変身譚録

人が何かに変身する作品について話してみる

『Momo』『Hachi』『Banbi』獣人の生きる世界のBL

お久しぶりついでに日付をまたいでもう一つ記事を投稿しましょう。
どうも、諸々まとめは後ほどになります。
今ねFGOの虚月館殺人事件の推理で頭いっぱいなんだ、ちょっと休みたい。
マジ誰だよ〜!

てわけで関係ない話はこの辺にして。
タイトル通り、3つの同じ世界観のBLをご紹介したいと思います。

まず『Momo』。
こちらで試し読みができます。

www.cmoa.jp

シリーズの最初の作品である『Momo』。
モモ、とはフランス人のライオンの獣人です。
この作品の世界には、感情の高ぶり(人によってどの感情かは違うようですが)によって肉体が動物との間の子のようになる人種「獣種」がいます。人類に対して数は少ないようです。
ド級ドジッ子オーナーの流星にメロメロで、流星との愛を育むことに余念のない(ただし嫉妬や勘違いやすれ違いでよくお互いにアタフタしている)獣種のモモなんですが、モモはもともと性格がやや歪んでいるので、すぐ流星に意地悪なことを言ったりします。
ただ、この世界に置ける獣人は万能な存在ではなく、むしろ獣化すると不器用になったり、感覚が鈍くなったりしてしまいます。
さらに、モモは幼少期に怖がられて避けられていたという経験があるだけに、流星がトロくてもドンくさくてもモモにひたむきな感情を向けてくれることには応えようとします。
正直ストーリーの意味では「ああ〜801!すごい!801!」って気持ちになるのですが(私は恋愛のヤキモキも好きなんですが、紹介すると三行で終わっちゃいそう)世界観の構築や、モモが「流星さんが可愛い!」という気持ちが爆発して獣化するのはなかなか可愛くてイイです。

二作目が『Hachi』。

www.cmoa.jpこちらは流星のお店「エトワールフィラント」で働く、味覚障害のパティシエの名前です。彼は高校時代からの先輩である大熊とハナビと再会することで、過去に大熊、ハナビとの奇妙な関係を思い出していきます。
『Momo』に比べて3Pや互いの恋愛の温度差ですったもんだのドラマがあるのがこちら。
この中でハナビがハリネズミの獣種なのですが、表紙の絵からもわかる通り、わりとハリネズミらしい体型をしています。
なお変身のトリガーは落ち込んだり気持ちが塞いだりすること。
普段はハチよりも背が高いのですが、獣化すると非常に小さい。
体格が大きく変わるタイプの獣種は時々研究機関に行く必要がある、との記述もなかなかディープでそそります。
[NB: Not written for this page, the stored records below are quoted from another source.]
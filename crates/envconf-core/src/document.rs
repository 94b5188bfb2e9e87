//! Multi-environment configuration documents
//!
//! A structured source declares a default environment and a list of
//! environments, each holding typed configuration entries:
//!
//! ```yaml
//! defaultEnvironment: dev
//! environments:
//!   - name: dev
//!     configs:
//!       - type: database
//!         properties:
//!           db.host: localhost
//!           db.port: 5432
//! ```
//!
//! The same shape is accepted as JSON.

use indexmap::IndexMap;
use serde::Deserialize;
use std::path::Path;

use crate::error::{Error, Result};
use crate::properties::PropertySet;

/// Serialization of a structured document
#[derive(Debug, Clone, Copy, PartialEq, Eq)]
pub enum DocumentFormat {
    Yaml,
    Json,
}

impl DocumentFormat {
    /// Detect the structured format from a file name's extension
    ///
    /// Returns `None` for anything that should be read as a flat property file.
    pub fn from_filename(filename: &str) -> Option<Self> {
        let ext = Path::new(filename).extension()?.to_str()?;
        match ext.to_ascii_lowercase().as_str() {
            "yaml" | "yml" => Some(DocumentFormat::Yaml),
            "json" => Some(DocumentFormat::Json),
            _ => None,
        }
    }
}

/// One typed property subset scoped to an environment
#[derive(Debug, Clone, PartialEq, Eq)]
pub struct ConfigEntry {
    config_type: String,
    environment: String,
    properties: PropertySet,
}

impl ConfigEntry {
    pub fn new(
        config_type: impl Into<String>,
        environment: impl Into<String>,
        properties: PropertySet,
    ) -> Self {
        Self {
            config_type: config_type.into(),
            environment: environment.into(),
            properties,
        }
    }

    /// The configuration type label (e.g. "database")
    pub fn config_type(&self) -> &str {
        &self.config_type
    }

    /// The environment this entry belongs to
    pub fn environment(&self) -> &str {
        &self.environment
    }

    pub fn properties(&self) -> &PropertySet {
        &self.properties
    }
}

/// A parsed multi-environment document
#[derive(Debug, Clone, PartialEq, Eq)]
pub struct EnvironmentDocument {
    default_environment: String,
    environments: IndexMap<String, Vec<ConfigEntry>>,
}

#[derive(Deserialize)]
#[serde(rename_all = "camelCase")]
struct RawDocument {
    default_environment: String,
    #[serde(default)]
    environments: Vec<RawEnvironment>,
}

#[derive(Deserialize)]
struct RawEnvironment {
    name: String,
    #[serde(default)]
    configs: Vec<RawConfig>,
}

#[derive(Deserialize)]
struct RawConfig {
    #[serde(rename = "type")]
    config_type: String,
    #[serde(default)]
    properties: IndexMap<String, RawScalar>,
}

/// Property values may be strings, integers, booleans or null.
///
/// Floats are refused: the parsers hand them over as `f64`, so the text the
/// user wrote (`1.10`, `2.0`) cannot be recovered.
#[derive(Deserialize)]
#[serde(untagged)]
enum RawScalar {
    Null,
    Bool(bool),
    Integer(i64),
    Float(f64),
    String(String),
}

impl RawScalar {
    fn into_text(self, key: &str) -> Result<String> {
        match self {
            RawScalar::Null => Ok(String::new()),
            RawScalar::Bool(b) => Ok(b.to_string()),
            RawScalar::Integer(i) => Ok(i.to_string()),
            RawScalar::Float(f) => Err(Error::malformed_document(format!(
                "property '{}' has a floating-point value ({})",
                key, f
            ))
            .with_help(format!("Quote the value to keep it as written, e.g. {}: \"...\"", key))),
            RawScalar::String(s) => Ok(s),
        }
    }
}

impl EnvironmentDocument {
    /// Parse a document in the given format
    pub fn parse(raw: &str, format: DocumentFormat) -> Result<Self> {
        let document: RawDocument = match format {
            DocumentFormat::Yaml => {
                serde_yaml::from_str(raw).map_err(|e| Error::malformed_document(e.to_string()))?
            }
            DocumentFormat::Json => {
                serde_json::from_str(raw).map_err(|e| Error::malformed_document(e.to_string()))?
            }
        };
        Self::from_raw(document)
    }

    /// Parse a YAML document
    pub fn from_yaml(raw: &str) -> Result<Self> {
        Self::parse(raw, DocumentFormat::Yaml)
    }

    /// Parse a JSON document
    pub fn from_json(raw: &str) -> Result<Self> {
        Self::parse(raw, DocumentFormat::Json)
    }

    fn from_raw(raw: RawDocument) -> Result<Self> {
        let mut environments: IndexMap<String, Vec<ConfigEntry>> = IndexMap::new();

        for env in raw.environments {
            let bucket = environments.entry(env.name.clone()).or_default();
            for config in env.configs {
                let properties = config
                    .properties
                    .into_iter()
                    .map(|(k, v)| v.into_text(&k).map(|text| (k, text)))
                    .collect::<Result<_>>()?;
                bucket.push(ConfigEntry::new(config.config_type, &env.name, properties));
            }
        }

        Ok(Self {
            default_environment: raw.default_environment,
            environments,
        })
    }

    /// The environment used when no override is given
    pub fn default_environment(&self) -> &str {
        &self.default_environment
    }

    /// Declared environment names, in document order
    pub fn environment_names(&self) -> impl Iterator<Item = &str> {
        self.environments.keys().map(String::as_str)
    }

    /// Entries of an environment, in document order; empty for unknown names
    pub fn entries_for(&self, environment: &str) -> &[ConfigEntry] {
        self.environments
            .get(environment)
            .map(Vec::as_slice)
            .unwrap_or(&[])
    }

    /// Pick the active environment
    ///
    /// A present, non-empty override wins even if the document does not
    /// declare it. Otherwise the declared default is used, which must exist.
    pub fn select_environment<'a>(&'a self, override_name: Option<&'a str>) -> Result<&'a str> {
        if let Some(name) = override_name.filter(|n| !n.is_empty()) {
            if !self.environments.contains_key(name) {
                log::warn!(
                    "Environment '{}' is not declared; no structured configuration applies",
                    name
                );
            }
            return Ok(name);
        }

        if self.environments.contains_key(&self.default_environment) {
            Ok(&self.default_environment)
        } else {
            Err(Error::malformed_document(format!(
                "Default environment '{}' is not declared",
                self.default_environment
            )))
        }
    }
}

#[cfg(test)]
mod tests {
    use super::*;
    use pretty_assertions::assert_eq;

    const DOC: &str = r#"
defaultEnvironment: dev
environments:
  - name: dev
    configs:
      - type: database
        properties:
          db.host: localhost
          db.port: 5432
      - type: cache
        properties:
          cache.ttl: 60
          cache.enabled: true
  - name: prod
    configs:
      - type: database
        properties:
          db.host: db.internal
"#;

    #[test]
    fn test_parse_yaml() {
        let doc = EnvironmentDocument::from_yaml(DOC).unwrap();

        assert_eq!(doc.default_environment(), "dev");
        assert_eq!(doc.environment_names().collect::<Vec<_>>(), vec!["dev", "prod"]);

        let dev = doc.entries_for("dev");
        assert_eq!(dev.len(), 2);
        assert_eq!(dev[0].config_type(), "database");
        assert_eq!(dev[0].properties().get("db.port"), Some("5432"));
        assert_eq!(dev[1].properties().get("cache.enabled"), Some("true"));
    }

    #[test]
    fn test_entries_carry_their_environment() {
        let doc = EnvironmentDocument::from_yaml(DOC).unwrap();

        for name in ["dev", "prod"] {
            assert!(doc.entries_for(name).iter().all(|e| e.environment() == name));
        }
    }

    #[test]
    fn test_parse_json() {
        let json = r#"{
            "defaultEnvironment": "qa",
            "environments": [
                {"name": "qa", "configs": [{"type": "web", "properties": {"port": 8080, "debug": null}}]}
            ]
        }"#;
        let doc = EnvironmentDocument::from_json(json).unwrap();
        let entries = doc.entries_for("qa");

        assert_eq!(entries[0].properties().get("port"), Some("8080"));
        assert_eq!(entries[0].properties().get("debug"), Some(""));
    }

    #[test]
    fn test_unknown_environment_is_empty() {
        let doc = EnvironmentDocument::from_yaml(DOC).unwrap();
        assert!(doc.entries_for("staging").is_empty());
    }

    #[test]
    fn test_duplicate_environment_appends() {
        let yaml = r#"
defaultEnvironment: dev
environments:
  - name: dev
    configs:
      - type: a
  - name: dev
    configs:
      - type: b
"#;
        let doc = EnvironmentDocument::from_yaml(yaml).unwrap();
        let types: Vec<_> = doc.entries_for("dev").iter().map(|e| e.config_type()).collect();
        assert_eq!(types, vec!["a", "b"]);
    }

    #[test]
    fn test_select_default_without_override() {
        let doc = EnvironmentDocument::from_yaml(DOC).unwrap();

        assert_eq!(doc.select_environment(None).unwrap(), "dev");
        assert_eq!(doc.select_environment(Some("")).unwrap(), "dev");
    }

    #[test]
    fn test_select_override() {
        let doc = EnvironmentDocument::from_yaml(DOC).unwrap();

        assert_eq!(doc.select_environment(Some("prod")).unwrap(), "prod");
        assert_eq!(doc.select_environment(Some("staging")).unwrap(), "staging");
    }

    #[test]
    fn test_missing_default_environment_is_malformed() {
        let yaml = r#"
defaultEnvironment: missing
environments:
  - name: dev
"#;
        let doc = EnvironmentDocument::from_yaml(yaml).unwrap();
        let err = doc.select_environment(None).unwrap_err();

        assert_eq!(err.kind, crate::error::ErrorKind::MalformedDocument);
        assert!(doc.select_environment(Some("dev")).is_ok());
    }

    #[test]
    fn test_malformed_documents() {
        let cases = [
            "environments: []",
            "defaultEnvironment: dev\nenvironments: {}",
            "defaultEnvironment: dev\nenvironments:\n  - configs: []",
            "defaultEnvironment: dev\nenvironments:\n  - name: dev\n    configs:\n      - type: a\n        properties:\n          nested: {x: 1}",
            "not: [valid",
        ];

        for case in cases {
            let err = EnvironmentDocument::from_yaml(case).unwrap_err();
            assert_eq!(err.kind, crate::error::ErrorKind::MalformedDocument, "{}", case);
        }
    }

    #[test]
    fn test_float_values_must_be_quoted() {
        let unquoted = "defaultEnvironment: dev\nenvironments:\n  - name: dev\n    configs:\n      - type: app\n        properties:\n          app.version: 1.10\n";
        let err = EnvironmentDocument::from_yaml(unquoted).unwrap_err();
        assert_eq!(err.kind, crate::error::ErrorKind::MalformedDocument);
        assert!(err.to_string().contains("app.version"));

        let json = r#"{"defaultEnvironment": "dev", "environments": [{"name": "dev", "configs": [{"type": "app", "properties": {"ratio": 2.0}}]}]}"#;
        assert!(EnvironmentDocument::from_json(json).is_err());

        let quoted = "defaultEnvironment: dev\nenvironments:\n  - name: dev\n    configs:\n      - type: app\n        properties:\n          app.version: \"1.10\"\n          ratio: \"2.0\"\n";
        let doc = EnvironmentDocument::from_yaml(quoted).unwrap();
        let props = doc.entries_for("dev")[0].properties();
        assert_eq!(props.get("app.version"), Some("1.10"));
        assert_eq!(props.get("ratio"), Some("2.0"));
    }

    #[test]
    fn test_format_from_filename() {
        assert_eq!(DocumentFormat::from_filename("app.yaml"), Some(DocumentFormat::Yaml));
        assert_eq!(DocumentFormat::from_filename("app.YML"), Some(DocumentFormat::Yaml));
        assert_eq!(DocumentFormat::from_filename("conf/app.json"), Some(DocumentFormat::Json));
        assert_eq!(DocumentFormat::from_filename("app.properties"), None);
        assert_eq!(DocumentFormat::from_filename("README"), None);
    }
}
獣化すると頭が痛くなったりするとか…
正直大熊の性格が奔放すぎでオメーが引っ掻き回してんだなってすぐわかる感じです。
なおハナビはちっちゃくても攻めです。可愛い…!

三作目が『Banbi』。

www.cmoa.jp

いつもBambiじゃねえの…?と疑問ですが置いときましょう。
実は二作目でハチが結ばれるのがハナビです。
身を引いたと言うか二人のイチャラブを見守ることにした大熊のお話になりますが、視点は主に鹿野(バンビ)です。
鹿野が可愛いめの男子であったり、私立校の生徒であったりすることから、小学生の時の失態(それも大熊がやらかしたことに驚いてのこと)を引きずる同級生に、激昂したところ変身して獣種であることが露呈する、という、バンビにとって大変辛い経験から、大熊を許せない(本心では許したい)、というところからお話が始まります。
大熊と久しぶりに再開し、次第に惹かれて…と書くとまぁ王道なのですが、割とバンビの勘違いが激しかったりちょっと強引にBL展開に持ち込まれている感じ。
そしてクマすがたのおせっせがないんですよね…そこだけは残念。(前二作はケモノ姿のおせっせがしっかりある)
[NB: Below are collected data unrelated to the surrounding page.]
fn cmd_resolve(
    args: &SourceArgs,
    definitions: PathBuf,
    own: Option<String>,
    format: &str,
) -> ExitCode {
    let mut configurer_options = match build_options(args) {
        Ok(o) => o,
        Err(e) => return report(&e),
    };
    if own.is_some() {
        configurer_options.own_definition = own;
    }
    let configurer = PlaceholderConfigurer::new(configurer_options);

    let mut tree = match DefinitionTree::from_file(&definitions) {
        Ok(t) => t,
        Err(e) => return report(&e),
    };

    match configurer.post_process(&mut tree) {
        Ok(Some(properties)) => {
            log::debug!("Resolved definitions against {} properties", properties.len());
        }
        Ok(None) => {
            eprintln!(
                "{} No locations given; definitions are printed unchanged",
                "⚠".yellow()
            );
        }
        Err(e) => return report(&e),
    }

    let output = match format {
        "json" => serde_json::to_string_pretty(&tree)
            .map(|s| s + "\n")
            .map_err(|e| e.to_string()),
        _ => serde_yaml::to_string(&tree).map_err(|e| e.to_string()),
    };

    match output {
        Ok(content) => {
            print!("{}", content);
            ExitCode::SUCCESS
        }
        Err(e) => {
            eprintln!("{}: {}", "Error".red(), e);
            ExitCode::from(1)
        }
    }
}

fn cmd_environments(document: PathBuf, format: &str) -> ExitCode {
    let Some(doc_format) = document
        .file_name()
        .and_then(|n| n.to_str())
        .and_then(DocumentFormat::from_filename)
    else {
        eprintln!(
            "{}: {} is not a structured document (.yaml, .yml or .json)",
            "Error".red(),
            document.display()
        );
        return ExitCode::from(2);
    };

    let content = match std::fs::read_to_string(&document) {
        Ok(c) => c,
        Err(e) => {
            eprintln!("{} {}: {}", "✗".red(), document.display(), e);
            return ExitCode::from(2);
        }
    };

    let parsed = match EnvironmentDocument::parse(&content, doc_format) {
        Ok(d) => d,
        Err(e) => return report(&e.with_resource(document.display().to_string())),
    };

    if format == "json" {
        let environments: Vec<_> = parsed
            .environment_names()
            .map(|name| {
                let types: Vec<_> = parsed
                    .entries_for(name)
                    .iter()
                    .map(|e| e.config_type())
                    .collect();
                serde_json::json!({ "name": name, "types": types })
            })
            .collect();
        let json = serde_json::json!({
            "default": parsed.default_environment(),
            "environments": environments,
        });
        match serde_json::to_string_pretty(&json) {
            Ok(s) => println!("{}", s),
            Err(e) => {
                eprintln!("{}: {}", "Error".red(), e);
                return ExitCode::from(1);
            }
        }
        return ExitCode::SUCCESS;
    }

    for name in parsed.environment_names() {
        let types: Vec<_> = parsed
            .entries_for(name)
            .iter()
            .map(|e| e.config_type())
            .collect();
        if name == parsed.default_environment() {
            println!("{} {} [{}]", "*".green(), name.bold(), types.join(", "));
        } else {
            println!("  {} [{}]", name, types.join(", "));
        }
    }

    ExitCode::SUCCESS
}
上記三作品は変身自体はポンッなんですが、世界観がしっかり作り込まれていて、モモをはじめとした獣種の生活という話もちょこちょこ出てきたり、ハチの変身後の話やバンビが変身するたびに服を破ってしまう(これはモモもだけど)というあたり、生活に苦労しそうだなぁ…とかしんみりできるところもいいです。
以前紹介した『SEX PISTOLS』の斑類みたいに、人間より優位、というわけでもない当たりや、『COYOTE』のように敵対しているわけでもなく、一種の変わった人(たまにあらぬ誹りを受けたりもする)という視点が、このシリアスさを生み出しているのかもしれません。

以上、『Momo』とその連作でした。